Mind you, both of these gold medalists had failed the International Boxing Association’s (IBA) genetic gender eligibility tests at the 2023 world championships—which proved they had XY chromosomes. As a result, they were both banned from fighting in the IBA women’s division. Yet, because the Olympics gender standard is based on “identity,” they were eligible to compete in the 2024 Olympics.

Meanwhile, International Olympic Committee (IOC) president, Thomas Bach, claimed that identifying people’s biologic sex based on their chromosomes is outdated. “This is not a question of inclusion … this is a question of justice … the XX or XY is … scientifically not true anymore, and therefore these two are women, and they have the right to participate in the women’s competition.”   

To make matters worse, the day after the 2024 Olympics closing ceremony, the IOC shut down any remaining debate by announcing the 2028 games in Los Angeles will NOT include any boxing category. They actually blamed the International Boxing Association and ruled that boxing may not return to the Olympics until it is “organized by a credible, well-governed International Federation.”

Perhaps it is all for the best. Regardless of the IOC’s position, men have long had their own sports teams, and women deserve—and should rightfully demand—to have their own sports teams where they will not be invalidated or made to suffer physical or mental abuse by confused, puberty-blocked men. I say, “Shut down ALL Olympic sports categories and see how long the IOC stays in business.”

Thank goodness on August 16, 2024, the United States Supreme Court–in a 5-4 decision–rejected the Biden Administration's request to temporarily enforce most of an April 2024 rule implementing Title IX, which would have added “gender identity” to the list of protections from sex-based discrimination.

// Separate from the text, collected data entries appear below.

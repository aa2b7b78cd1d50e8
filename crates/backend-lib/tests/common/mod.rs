//! Shared setup for integration tests.
#![allow(dead_code)]

use edugame_backend::config::{PasswordSettings, Settings};
use edugame_backend::storage::SqliteAccountStore;
use edugame_backend::{AppState, CreateAccountRequest};
use tempfile::TempDir;

/// Settings with a cheap hasher and a database inside `dir`
pub fn test_settings(dir: &TempDir) -> Settings {
    Settings {
        database_url: format!("sqlite://{}", dir.path().join("accounts.db").display()),
        password: PasswordSettings {
            min_length: 6,
            memory_kib: 64,
            iterations: 1,
            parallelism: 1,
        },
        ..Settings::default()
    }
}

/// Sets up an isolated on-disk state.
///
/// Keep the returned `TempDir` in scope for the duration of the test.
pub async fn setup_state() -> (AppState<SqliteAccountStore>, TempDir) {
    let temp_dir = TempDir::new().unwrap();
    let state = AppState::open(test_settings(&temp_dir)).await.unwrap();
    (state, temp_dir)
}

pub fn create_request(username: &str, email: &str) -> CreateAccountRequest {
    CreateAccountRequest {
        username: username.to_string(),
        email: email.to_string(),
        password: "password123".to_string(),
        first_name: "Test".to_string(),
        last_name: "Student".to_string(),
        grade: 5,
        school: "Riverside".to_string(),
    }
}
// ============================
// edugame-backend/src/storage.rs
// ============================
//! Storage abstraction with a SQLite implementation.
//!
//! The store is the source of truth for uniqueness: `create` relies on the
//! engine's UNIQUE constraints and reports a violation as
//! [`AppError::Duplicate`]. Each mutating call is a single statement, so
//! it commits or fails as one unit.
use async_trait::async_trait;
use edugame_common::{Account, AccountId, AccountStats, AccountUpdate, NewAccount};

use crate::error::AppError;

pub mod sqlite;

pub use sqlite::SqliteAccountStore;

/// Trait for account storage backends
#[async_trait]
pub trait AccountStore: Send + Sync {
    /// Insert a new account. The store assigns `id`, both timestamps,
    /// `game_level = 1`, `experience = 0` and `is_active = true`.
    async fn create(&self, account: NewAccount) -> Result<Account, AppError>;

    async fn get_by_id(&self, id: AccountId) -> Result<Account, AppError>;

    async fn get_by_username(&self, username: &str) -> Result<Account, AppError>;

    /// Every account, newest first
    async fn list_all(&self) -> Result<Vec<Account>, AppError>;

    /// Replace the mutable fields and advance `updated_at`.
    /// Identity, credentials and `created_at` are never touched.
    async fn update(&self, id: AccountId, update: AccountUpdate) -> Result<Account, AppError>;

    /// Hard delete
    async fn delete(&self, id: AccountId) -> Result<(), AppError>;

    async fn stats(&self) -> Result<AccountStats, AppError>;
}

Had the Biden Administration’s request been approved by SCOTUS, biological men would have been permitted to participate in women's sports. They would have been granted access to women’s bathrooms, locker rooms, and dorms; and the use of certain speech would be mandated.

It may come as no surprise to learn that Justice Ketanji Brown Jackson—who couldn’t define the word woman during her confirmation hearing—was one of the four Justices who dissented the decision.